The world is moving so fast these days that the man who says it can't be done is generally interrupted by someone doing it.
- Harry E. Fosdick
My son's weekend athletic endeavors were over, and I was checking the out-of-town locker room one last time before we left.
Things were pretty clean considering more than a dozen 11- to 14-year-old boys had just hauled themselves and all their equipment out of a room the size of backyard utility shed.
In fact the only thing I found, hanging on a hook in the back corner, was a reasonably clean black T-shirt.
It featured the logo of that early '70s rock band Led Zeppelin.
"Things really haven't changed that much," I thought to myself. "Kids today are listening to the same music I listened to a generation ago."
I then proceeded to get into a car with my family and drive 300-plus miles back home, most of it with the vehicle on cruise control.
A display panel on the dashboard told me the temperature outside and how many more miles I could drive at the current speed without needing to stop for fuel.
While in the car on the way back, my wife talked to other family members on a cell phone. She made plans for future weekends.
In the back seat, my son made up for a weekend in a distant town by finishing a school report on a laptop computer. Every now and then he would ask about word usage, but after a while he figured out the computer's spell-check function seemed a bit more reliable than his parents' suggestions.
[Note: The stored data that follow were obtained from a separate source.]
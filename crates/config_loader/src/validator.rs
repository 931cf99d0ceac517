//! 配置校验模块
//!
//! 校验规则：
//! - resampling_rate_hz > 0
//! - smoothing_window_size >= 1
//! - min_correlation_confidence ∈ [0, 1]
//! - clipping_percentile ∈ (0, 100]
//! - 阈值非负，min_overlap_fraction ∈ (0, 1]
//! - max_offset_s > 0（若设置）
//! - 均匀网格 rate_hz > 0

use contracts::{AlignError, AlignmentConfig, FilteringConfig, TimeAlignmentConfig};

/// 校验 TimeAlignmentConfig 配置
///
/// 返回第一个遇到的错误，或 Ok(())。规则定义在 contracts 中，核心算法在运行前执行同一套校验。
pub fn validate(config: &TimeAlignmentConfig) -> Result<(), AlignError> {
    validate_filtering(&config.filtering)?;
    validate_alignment(&config.alignment)?;
    Ok(())
}

/// 校验估计器配置
pub fn validate_filtering(filtering: &FilteringConfig) -> Result<(), AlignError> {
    filtering.validate()
}

/// 校验对齐器配置
pub fn validate_alignment(alignment: &AlignmentConfig) -> Result<(), AlignError> {
    alignment.validate()
}

#[cfg(test)]
mod tests {
    use super::*;
    use contracts::GridStrategy;

    fn field_of(err: AlignError) -> String {
        match err {
            AlignError::ConfigValidation { field, .. } => field,
            other => panic!("unexpected error: {other:?}"),
        }
    }

    #[test]
    fn test_valid_config() {
        assert!(validate(&TimeAlignmentConfig::default()).is_ok());
    }

    #[test]
    fn test_invalid_resampling_rate() {
        let mut config = TimeAlignmentConfig::default();
        config.filtering.resampling_rate_hz = -5.0;
        let err = validate(&config).unwrap_err();
        assert_eq!(field_of(err), "filtering.resampling_rate_hz");
    }

    #[test]
    fn test_zero_smoothing_window() {
        let mut config = TimeAlignmentConfig::default();
        config.filtering.smoothing_window_size = 0;
        let err = validate(&config).unwrap_err().to_string();
        assert!(err.contains("smoothing_window_size"), "got: {err}");
    }

    #[test]
    fn test_confidence_out_of_range() {
        let mut config = TimeAlignmentConfig::default();
        config.filtering.min_correlation_confidence = 1.5;
        let err = validate(&config).unwrap_err();
        assert_eq!(field_of(err), "filtering.min_correlation_confidence");
    }

    #[test]
    fn test_nan_confidence_rejected() {
        let mut config = TimeAlignmentConfig::default();
        config.filtering.min_correlation_confidence = f64::NAN;
        let err = validate(&config).unwrap_err();
        assert_eq!(field_of(err), "filtering.min_correlation_confidence");
    }

    #[test]
    fn test_clipping_percentile_bounds() {
        let mut config = TimeAlignmentConfig::default();
        config.filtering.clipping_percentile = 0.0;
        assert!(validate(&config).is_err());
        config.filtering.clipping_percentile = 100.0;
        assert!(validate(&config).is_ok());
    }

    #[test]
    fn test_overlap_fraction_bounds() {
        let mut config = TimeAlignmentConfig::default();
        config.filtering.min_overlap_fraction = 0.0;
        let err = validate(&config).unwrap_err();
        assert_eq!(field_of(err), "filtering.min_overlap_fraction");
    }

    #[test]
    fn test_negative_max_offset() {
        let mut config = TimeAlignmentConfig::default();
        config.filtering.max_offset_s = Some(-1.0);
        let err = validate(&config).unwrap_err();
        assert_eq!(field_of(err), "filtering.max_offset_s");
    }

    #[test]
    fn test_uniform_grid_rate() {
        let mut config = TimeAlignmentConfig::default();
        config.alignment.grid = GridStrategy::Uniform { rate_hz: 0.0 };
        let err = validate(&config).unwrap_err();
        assert_eq!(field_of(err), "alignment.grid.rate_hz");
    }
}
He was rewarded with an occasional break and would whip out a small computer device, the size of a lengthwise wallet, upon which he played video games and could even watch a new release movie.
In a car.
Traveling 70-plus mph down an interstate.
You know, most of the time I don't think anything has changed, and sometimes it seems like everything has.
TODAY'S JOKE: A little boy was attending his first wedding.
After the service, his cousin asked him, "How many women can a man marry?"
"Sixteen," the boy said.
His cousin was amazed that he had an answer so quickly and asked, "How do you know that?"
"Well," the boy said, "all you have to do is add it up. Like the preacher said, '4 better, 4 worse, 4 richer, 4 poorer.'"
Reach Bill Kirby at (706) 823-3344 or bill.kirby@augustachronicle.com.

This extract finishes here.